Street Vendor Project Responds to Plea Deal for Ex-State Department Official Who Harassed Muslim Street Vendor
NEW YORK - In response to the lenient treatment afforded to Stuart Seldowitz, an Ex-State Department Official who was captured on video continuously harassing and threatening a Muslim street vendor in New York City, the Street Vendor Project released the following statement from Mohamed Attia, Managing Director:
“Every day our city’s smallest businesses, street vendors, interact with a multitude of enforcement agencies, who heavily monitor every detail of their business, down to how many inches their cart is from the curb. There is little leniency if any of these minor rules are broken – and often it is accompanied by fines, court hearings, and even arrest. We see so clearly the uneven application of the law towards working-class Muslim street vendors, as Stuart Seldowitz reaches a plea deal allowing for his hate crimes case to be dismissed.
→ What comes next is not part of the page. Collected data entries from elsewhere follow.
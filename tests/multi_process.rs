//! Several processes sharing one broker and one store.

mod common;

use std::time::Duration;

use arena_back::dto::ws::{ClientMessage, ServerMessage};
use common::Harness;
use uuid::Uuid;

fn is_result(message: &ServerMessage) -> bool {
    matches!(
        message,
        ServerMessage::Winner { .. } | ServerMessage::Loser { .. }
    )
}

#[tokio::test]
async fn processes_agree_on_a_single_winner() {
    let first = Harness::start().await;
    let second = first.peer().await;
    let game_type_id = first.game_type(2, 10, 18).await;
    let mut alice = first.player(10).await;
    let mut bob = second.player(10).await;

    first.join(&alice, game_type_id).await;
    let (game_id, _) = alice.expect_join().await;
    second.join(&bob, game_type_id).await;
    let (bob_game, users) = bob.expect_join().await;
    assert_eq!(bob_game, game_id);
    assert_eq!(users, vec![alice.user_id, bob.user_id]);
    alice.expect_start().await;
    bob.expect_start().await;

    first.act(&alice, ClientMessage::UpdateBoard).await;
    let board = bob
        .expect("update-board", |m| matches!(m, ServerMessage::UpdateBoard { .. }))
        .await;
    let ServerMessage::UpdateBoard { scores } = board else {
        unreachable!()
    };
    let alice_score = scores.iter().find(|s| s.user_id == alice.user_id).unwrap();
    assert_eq!(alice_score.points, 1);

    first.act(&alice, ClientMessage::GameOver).await;
    second.act(&bob, ClientMessage::GameOver).await;

    let alice_result = alice.expect("result", is_result).await;
    assert_eq!(alice_result, ServerMessage::Winner { amount: 8 });
    let bob_result = bob.expect("result", is_result).await;
    assert_eq!(bob_result, ServerMessage::Loser { amount: 10 });

    first.await_db_tasks(2).await;
    let pending = first.state.db_queue().pending().await.unwrap();
    let payouts: Vec<_> = pending
        .iter()
        .filter(|queued| queued.task.kind() == "update-balance")
        .collect();
    assert_eq!(payouts.len(), 1);

    for harness in [&first, &second] {
        assert!(harness.state.games().get(game_id).await.is_none());
    }
}

#[tokio::test]
async fn lobby_events_survive_a_dropped_subscription() {
    let harness = Harness::start().await;
    let mut carol = harness.player(50).await;

    harness.broker.sever_subscriptions();
    tokio::time::sleep(Duration::from_millis(300)).await;

    harness.join(&carol, Uuid::new_v4()).await;
    assert_eq!(carol.expect_error().await, "Invalid game type");
}

#[tokio::test]
async fn game_listener_resubscribes_and_keeps_forwarding_boards() {
    let harness = Harness::start().await;
    let game_type_id = harness.game_type(2, 10, 18).await;
    let mut alice = harness.player(10).await;
    let mut bob = harness.player(10).await;
    harness.join(&alice, game_type_id).await;
    harness.join(&bob, game_type_id).await;
    alice.expect_start().await;
    bob.expect_start().await;

    harness.broker.sever_subscriptions();
    tokio::time::sleep(Duration::from_millis(300)).await;

    harness.act(&alice, ClientMessage::UpdateBoard).await;
    bob.expect("update-board", |m| matches!(m, ServerMessage::UpdateBoard { .. }))
        .await;
}

#[tokio::test]
async fn result_published_while_unsubscribed_is_caught_up() {
    let harness = Harness::start().await;
    let game_type_id = harness.game_type(2, 10, 18).await;
    let mut alice = harness.player(10).await;
    let mut bob = harness.player(10).await;
    harness.join(&alice, game_type_id).await;
    harness.join(&bob, game_type_id).await;
    alice.expect_start().await;
    bob.expect_start().await;

    harness.act(&alice, ClientMessage::UpdateBoard).await;
    harness.broker.sever_subscriptions();
    harness.act(&bob, ClientMessage::GameOver).await;
    harness.act(&alice, ClientMessage::GameOver).await;

    alice
        .expect("winner", |m| *m == ServerMessage::Winner { amount: 8 })
        .await;
    bob.expect("loser", |m| *m == ServerMessage::Loser { amount: 10 })
        .await;
}
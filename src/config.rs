//! Runtime configuration: queue and channel names, timings and feature switches.

use std::{env, fs, io::ErrorKind, path::PathBuf, time::Duration};

use serde::Deserialize;
use tracing::{info, warn};

/// Default location on disk where the server looks for the JSON configuration.
const DEFAULT_CONFIG_PATH: &str = "config/arena.json";
/// Environment variable that overrides [`DEFAULT_CONFIG_PATH`].
const CONFIG_PATH_ENV: &str = "ARENA_BACK_CONFIG_PATH";

#[derive(Debug, Clone, PartialEq, Eq)]
/// Immutable runtime configuration shared across the application.
pub struct AppConfig {
    /// Channel every process subscribes to for lobby-level events.
    pub global_channel: String,
    /// Queue carrying durable store mutations.
    pub db_queue: String,
    /// Queue carrying deferred joins and disconnect cleanups.
    pub game_queue: String,
    /// Age after which a claimed task is considered stalled.
    pub claim_timeout: Duration,
    /// Period of the stalled-task sweep.
    pub retry_interval: Duration,
    /// Deliveries allowed before a task is dead-lettered.
    pub max_task_attempts: u32,
    /// Sleep between two claims on an empty queue.
    pub poll_interval: Duration,
    pub game_type_ttl: Duration,
    pub balance_ttl: Duration,
    pub started_game_ttl: Duration,
    pub staging_lock_ttl: Duration,
    pub staging_lock_attempts: u32,
    /// Capacity of each session's outbound message channel.
    pub outbound_buffer: usize,
    /// Defer `join-random-game` to the game queue instead of matching inline.
    pub queue_joins: bool,
    /// Refuse new joins while set.
    pub maintenance: bool,
    /// Append-only file receiving ledger failures.
    pub reconciliation_log: PathBuf,
}

impl AppConfig {
    /// Load the configuration from disk, falling back to built-in defaults.
    pub fn load() -> Self {
        let path = resolve_config_path();
        match fs::read_to_string(&path) {
            Ok(contents) => match Self::from_json_str(&contents) {
                Ok(config) => {
                    info!(path = %path.display(), "loaded configuration");
                    config
                }
                Err(err) => {
                    warn!(
                        path = %path.display(),
                        error = %err,
                        "failed to parse config; falling back to defaults"
                    );
                    Self::default()
                }
            },
            Err(err) if err.kind() == ErrorKind::NotFound => {
                info!(
                    path = %path.display(),
                    "config file not found; using built-in defaults"
                );
                Self::default()
            }
            Err(err) => {
                warn!(
                    path = %path.display(),
                    error = %err,
                    "failed to read config; falling back to defaults"
                );
                Self::default()
            }
        }
    }

    /// Parse a JSON document; absent keys keep their default value.
    pub fn from_json_str(contents: &str) -> Result<Self, serde_json::Error> {
        serde_json::from_str::<RawConfig>(contents).map(Into::into)
    }

    /// Processing list paired with `queue`.
    pub fn processing_list(queue: &str) -> String {
        format!("{queue}:processing")
    }

    /// Dead-letter list paired with `queue`.
    pub fn dead_list(queue: &str) -> String {
        format!("{queue}:dead")
    }
}

impl Default for AppConfig {
    fn default() -> Self {
        RawConfig::default().into()
    }
}

#[derive(Debug, Deserialize)]
#[serde(rename_all = "camelCase", default)]
/// JSON representation of the configuration file located at [`DEFAULT_CONFIG_PATH`].
struct RawConfig {
    global_channel: String,
    db_queue: String,
    game_queue: String,
    claim_timeout_secs: u64,
    retry_interval_secs: u64,
    max_task_attempts: u32,
    poll_interval_ms: u64,
    game_type_ttl_secs: u64,
    balance_ttl_secs: u64,
    started_game_ttl_secs: u64,
    staging_lock_ttl_ms: u64,
    staging_lock_attempts: u32,
    outbound_buffer: usize,
    queue_joins: bool,
    maintenance: bool,
    reconciliation_log: String,
}

impl Default for RawConfig {
    fn default() -> Self {
        Self {
            global_channel: "arena-global".into(),
            db_queue: "arena-db-queue".into(),
            game_queue: "arena-game-queue".into(),
            claim_timeout_secs: 10,
            retry_interval_secs: 3600,
            max_task_attempts: 24,
            poll_interval_ms: 250,
            game_type_ttl_secs: 60,
            balance_ttl_secs: 86_400,
            started_game_ttl_secs: 86_400,
            staging_lock_ttl_ms: 5000,
            staging_lock_attempts: 100,
            outbound_buffer: 64,
            queue_joins: true,
            maintenance: false,
            reconciliation_log: "errors.jsonl".into(),
        }
    }
}

impl From<RawConfig> for AppConfig {
    fn from(value: RawConfig) -> Self {
        Self {
            global_channel: value.global_channel,
            db_queue: value.db_queue,
            game_queue: value.game_queue,
            claim_timeout: Duration::from_secs(value.claim_timeout_secs),
            retry_interval: Duration::from_secs(value.retry_interval_secs.max(1)),
            max_task_attempts: value.max_task_attempts.max(1),
            poll_interval: Duration::from_millis(value.poll_interval_ms.max(1)),
            game_type_ttl: Duration::from_secs(value.game_type_ttl_secs),
            balance_ttl: Duration::from_secs(value.balance_ttl_secs.max(1)),
            started_game_ttl: Duration::from_secs(value.started_game_ttl_secs.max(1)),
            staging_lock_ttl: Duration::from_millis(value.staging_lock_ttl_ms.max(1)),
            staging_lock_attempts: value.staging_lock_attempts.max(1),
            outbound_buffer: value.outbound_buffer.max(1),
            queue_joins: value.queue_joins,
            maintenance: value.maintenance,
            reconciliation_log: PathBuf::from(value.reconciliation_log),
        }
    }
}

/// Resolve the configuration path taking the environment override into account.
fn resolve_config_path() -> PathBuf {
    env::var_os(CONFIG_PATH_ENV)
        .map(PathBuf::from)
        .filter(|path| !path.as_os_str().is_empty())
        .unwrap_or_else(|| PathBuf::from(DEFAULT_CONFIG_PATH))
}

#[cfg(test)]
mod tests {
    use super::*;

    #[test]
    fn empty_document_yields_defaults() {
        let config = AppConfig::from_json_str("{}").unwrap();
        assert_eq!(config, AppConfig::default());
        assert_eq!(config.global_channel, "arena-global");
        assert_eq!(config.game_type_ttl, Duration::from_secs(60));
        assert!(config.queue_joins);
    }

    #[test]
    fn partial_document_overrides_only_given_keys() {
        let config =
            AppConfig::from_json_str(r#"{"maintenance": true, "claimTimeoutSecs": 3}"#).unwrap();
        assert!(config.maintenance);
        assert_eq!(config.claim_timeout, Duration::from_secs(3));
        assert_eq!(config.db_queue, "arena-db-queue");
    }

    #[test]
    fn zero_sizes_are_clamped() {
        let config = AppConfig::from_json_str(r#"{"outboundBuffer": 0, "maxTaskAttempts": 0}"#)
            .unwrap();
        assert_eq!(config.outbound_buffer, 1);
        assert_eq!(config.max_task_attempts, 1);
    }

    #[test]
    fn malformed_document_is_an_error() {
        assert!(AppConfig::from_json_str(r#"{"queueJoins": "yes"}"#).is_err());
    }

    #[test]
    fn companion_lists_follow_the_queue_name() {
        assert_eq!(AppConfig::processing_list("q"), "q:processing");
        assert_eq!(AppConfig::dead_list("q"), "q:dead");
    }
}
//! Applies fanned-out events to the local replicas and delivers them to local players.
//!
//! Boards and results are computed once, by the process that applied the
//! action to the shared snapshot; here they are only forwarded.

use tracing::{debug, info, warn};
use uuid::Uuid;

use super::{fanout, game_play, keys};
use crate::{
    dto::{
        events::FanOutEvent,
        ws::{PlayerScore, ServerMessage},
    },
    state::{
        SharedState,
        game::{Game, GameResult, GameStatus},
        games::Upsert,
    },
};

/// Whether a game listener keeps running after an event.
#[derive(Debug, Clone, Copy, PartialEq, Eq)]
pub enum Flow {
    Continue,
    Stop,
}

/// Handle an event received on the global channel.
pub async fn handle_global(state: &SharedState, event: FanOutEvent) {
    match event {
        FanOutEvent::UserJoinGame { user_id, game } => on_user_joined(state, user_id, game).await,
        FanOutEvent::UserError { user_id, message } => {
            state.sessions().send(user_id, ServerMessage::error(message));
        }
        FanOutEvent::UserLeftGame { user_id, game_id } => {
            on_user_left(state, user_id, game_id).await;
        }
        FanOutEvent::ErrorStartingGame {
            game_id,
            user_ids,
            message,
        } => {
            for user_id in state.sessions().local_members(&user_ids) {
                state.sessions().leave_game(user_id, game_id);
                state.sessions().send(user_id, ServerMessage::error(message.clone()));
            }
            state.games().remove(game_id).await;
            state.drop_subscription(game_id);
        }
        other => debug!(event = ?other, "in-game event on the global channel; ignoring"),
    }
}

/// Handle an event received on a game channel.
pub async fn handle_game(state: &SharedState, event: FanOutEvent) -> Flow {
    match event {
        FanOutEvent::StartGame { game_id } => {
            on_start(state, game_id).await;
            Flow::Continue
        }
        FanOutEvent::UpdateBoard {
            game_id,
            user_id,
            scores,
        }
        | FanOutEvent::GameOver {
            game_id,
            user_id,
            scores,
        } => {
            deliver_board(state, game_id, user_id, scores);
            Flow::Continue
        }
        FanOutEvent::GameResult(result) => {
            deliver_result(state, &result).await;
            Flow::Stop
        }
        other => {
            debug!(event = ?other, "lobby event on a game channel; ignoring");
            Flow::Continue
        }
    }
}

async fn on_user_joined(state: &SharedState, user_id: Uuid, game: Game) {
    let players = game.players();
    let local = state.sessions().local_members(&players);
    if local.is_empty() {
        return;
    }
    let game_id = game.id;
    let already_started = state.games().upsert(game).await == Upsert::Ignored;

    for member in &local {
        if *member == user_id {
            state.sessions().set_current_game(user_id, Some(game_id));
            clear_joining(state, user_id).await;
            state.sessions().send(
                user_id,
                ServerMessage::JoinGame {
                    users: players.clone(),
                    game_id,
                },
            );
            if already_started {
                state.sessions().send(user_id, ServerMessage::StartGame {});
            }
        } else {
            state
                .sessions()
                .send(*member, ServerMessage::NewUser { user_id, game_id });
        }
    }

    if !local.contains(&user_id) {
        return;
    }
    if let Err(err) = fanout::ensure_game_subscription(state, game_id).await {
        warn!(%game_id, error = %err, "failed to subscribe to game channel");
        return;
    }
    // The start, or even the result, may have been published before the subscription existed.
    if catch_up(state, game_id).await == Flow::Stop {
        state.drop_subscription(game_id);
    }
}

/// Drop the in-flight join marker of a player who got a seat.
pub async fn clear_joining(state: &SharedState, user_id: Uuid) {
    if let Err(err) = state.broker().delete(&keys::joining(user_id)).await {
        debug!(%user_id, error = %err, "failed to clear the joining marker");
    }
}

/// Bring the replica of `game_id` up to date with what the broker holds.
///
/// A decided result is delivered and ends the game here; otherwise the
/// started snapshot, if any, is applied and the start announced once.
pub async fn catch_up(state: &SharedState, game_id: Uuid) -> Flow {
    match game_play::decided_result(state, game_id).await {
        Ok(Some(result)) => {
            deliver_result(state, &result).await;
            return Flow::Stop;
        }
        Ok(None) => {}
        Err(err) => warn!(%game_id, error = %err, "failed to read the game result"),
    }
    catch_up_start(state, game_id).await;
    Flow::Continue
}

/// Apply the started snapshot, if any, and announce the start once.
async fn catch_up_start(state: &SharedState, game_id: Uuid) -> bool {
    let snapshot = match game_play::load_started(state, game_id).await {
        Ok(Some(game)) => game,
        Ok(None) => return false,
        Err(err) => {
            warn!(%game_id, error = %err, "failed to read started game snapshot");
            return false;
        }
    };

    let players = snapshot.players();
    let upsert = state.games().upsert(snapshot).await;
    if upsert == (Upsert::Applied { previous: Some(GameStatus::Staging) }) {
        announce_start(state, game_id, &players);
    }
    true
}

async fn on_start(state: &SharedState, game_id: Uuid) {
    if catch_up_start(state, game_id).await {
        return;
    }
    // No snapshot: start the local replica if it holds the whole roster.
    let started = state
        .games()
        .with_game_mut(game_id, |game| game.start().ok().map(|()| game.players()))
        .await
        .flatten();
    match started {
        Some(players) => announce_start(state, game_id, &players),
        None => debug!(%game_id, "start-game for a game that is not startable here"),
    }
}

/// Players who already received `join-game` get `start-game`; later joiners get it with their `join-game`.
fn announce_start(state: &SharedState, game_id: Uuid, players: &[Uuid]) {
    info!(%game_id, "game started");
    for member in state.sessions().members_in_game(players, game_id) {
        state.sessions().send(member, ServerMessage::StartGame {});
    }
}

/// Forward a published board to the local players of the game, the actor excepted.
fn deliver_board(state: &SharedState, game_id: Uuid, actor: Uuid, scores: Vec<PlayerScore>) {
    let players: Vec<Uuid> = scores.iter().map(|score| score.user_id).collect();
    for member in state.sessions().members_in_game(&players, game_id) {
        if member != actor {
            state.sessions().send(
                member,
                ServerMessage::UpdateBoard {
                    scores: scores.clone(),
                },
            );
        }
    }
}

/// Tell local players who won. Only the first delivery for a game does anything.
pub async fn deliver_result(state: &SharedState, result: &GameResult) {
    let game_id = result.game_id;
    if state.games().remove(game_id).await.is_none() {
        debug!(%game_id, "result for a game without a local replica");
        return;
    }
    info!(%game_id, winner_id = %result.winner_id, "game completed");

    if state.sessions().is_local(result.winner_id) {
        state.sessions().leave_game(result.winner_id, game_id);
        state.sessions().send(
            result.winner_id,
            ServerMessage::Winner {
                amount: result.winner_amount(),
            },
        );
    }
    for loser in state.sessions().local_members(&result.losers) {
        state.sessions().leave_game(loser, game_id);
        state.sessions().send(
            loser,
            ServerMessage::Loser {
                amount: result.entry_fee,
            },
        );
    }
}

async fn on_user_left(state: &SharedState, user_id: Uuid, game_id: Uuid) {
    let remaining = state
        .games()
        .with_game_mut(game_id, |game| {
            game.remove_player(user_id).ok().map(|()| game.players())
        })
        .await
        .flatten();
    let Some(remaining) = remaining else {
        return;
    };

    state.sessions().leave_game(user_id, game_id);
    let local = state.sessions().local_members(&remaining);
    for member in &local {
        state
            .sessions()
            .send(*member, ServerMessage::UserLeft { user_id, game_id });
    }
    if local.is_empty() {
        state.games().remove(game_id).await;
        state.drop_subscription(game_id);
    }
}
use std::collections::HashMap;

use tokio::sync::Mutex;
use uuid::Uuid;

use super::game::{Game, GameStatus};

/// Result of merging a game snapshot into the local table.
#[derive(Debug, Clone, Copy, PartialEq, Eq)]
pub enum Upsert {
    /// The snapshot replaced the local copy; `previous` is the replaced status.
    Applied { previous: Option<GameStatus> },
    /// The local copy is further along than the snapshot.
    Ignored,
}

/// Active games this process holds players for.
///
/// Every read-modify-write goes through the single mutex; closures passed to
/// [`GameTable::with_game_mut`] must not await.
#[derive(Default)]
pub struct GameTable {
    games: Mutex<HashMap<Uuid, Game>>,
}

impl GameTable {
    pub fn new() -> Self {
        Self::default()
    }

    /// Merge `game` into the table; status never moves backwards.
    ///
    /// Staging snapshots replace a staging copy since the roster may have changed.
    pub async fn upsert(&self, game: Game) -> Upsert {
        let mut games = self.games.lock().await;
        let previous = games.get(&game.id).map(|current| current.status);
        let accept = match previous {
            None => true,
            Some(current) => {
                game.status > current
                    || (current == GameStatus::Staging && game.status == GameStatus::Staging)
            }
        };
        if !accept {
            return Upsert::Ignored;
        }
        games.insert(game.id, game);
        Upsert::Applied { previous }
    }

    pub async fn get(&self, id: Uuid) -> Option<Game> {
        self.games.lock().await.get(&id).cloned()
    }

    pub async fn with_game_mut<R>(&self, id: Uuid, f: impl FnOnce(&mut Game) -> R) -> Option<R> {
        let mut games = self.games.lock().await;
        games.get_mut(&id).map(f)
    }

    pub async fn remove(&self, id: Uuid) -> Option<Game> {
        self.games.lock().await.remove(&id)
    }
}

#[cfg(test)]
mod tests {
    use super::*;
    use crate::dao::models::GameTypeEntity;

    fn staging_game(max_players: u32) -> Game {
        let game_type = GameTypeEntity {
            id: Uuid::new_v4(),
            title: "duel".into(),
            currency: "SOL".into(),
            max_players,
            entry_fee: 10,
            prize: 18,
        };
        Game::new(Uuid::new_v4(), &game_type)
    }

    #[tokio::test]
    async fn status_never_regresses() {
        let table = GameTable::new();
        let mut game = staging_game(1);
        let stale = game.clone();
        game.add_player(Uuid::new_v4()).unwrap();
        game.start().unwrap();

        assert_eq!(table.upsert(game.clone()).await, Upsert::Applied { previous: None });
        assert_eq!(table.upsert(stale).await, Upsert::Ignored);
        assert_eq!(table.get(game.id).await, Some(game));
    }

    #[tokio::test]
    async fn staging_snapshots_refresh_the_roster() {
        let table = GameTable::new();
        let mut game = staging_game(3);
        table.upsert(game.clone()).await;
        game.add_player(Uuid::new_v4()).unwrap();

        assert_eq!(
            table.upsert(game.clone()).await,
            Upsert::Applied {
                previous: Some(GameStatus::Staging)
            }
        );
        let stored = table.get(game.id).await.unwrap();
        assert_eq!(stored.current_player_count, 1);
    }

    #[tokio::test]
    async fn mutation_closure_sees_the_stored_game() {
        let table = GameTable::new();
        let game = staging_game(2);
        let id = game.id;
        table.upsert(game).await;

        let added = table
            .with_game_mut(id, |game| game.add_player(Uuid::new_v4()))
            .await;
        assert_eq!(added, Some(Ok(false)));
        assert!(table.with_game_mut(Uuid::new_v4(), |_| ()).await.is_none());
        assert!(table.remove(id).await.is_some());
        assert!(table.get(id).await.is_none());
    }
}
This lenient decision will discourage vendors from reporting incidents of harassment and hate, because, at the end of the day, there’s no accountability. The vendors spent hours at the NYPD station documenting the harassment, days speaking with the press to raise the issue and share their traumatic experiences to raise awareness of the vulnerable working conditions many vendors face. Even though videos of Seldowitz’s hate and verbal abuse were viewed across the globe, in New York City, justice was not served. Vendors often do not report incidents of harassment as they feel nothing will be done, and sadly this continues to be true.
Our City must ensure adequate protections and equitable working conditions for street vendors, so no vendor feels that calling for help will increase their own risk. Hate has no place in our city, and our streets should always be safe for everyone regardless of their faith, color, or background. The Street Vendor Project and our members need more transparency on how this decision was made.”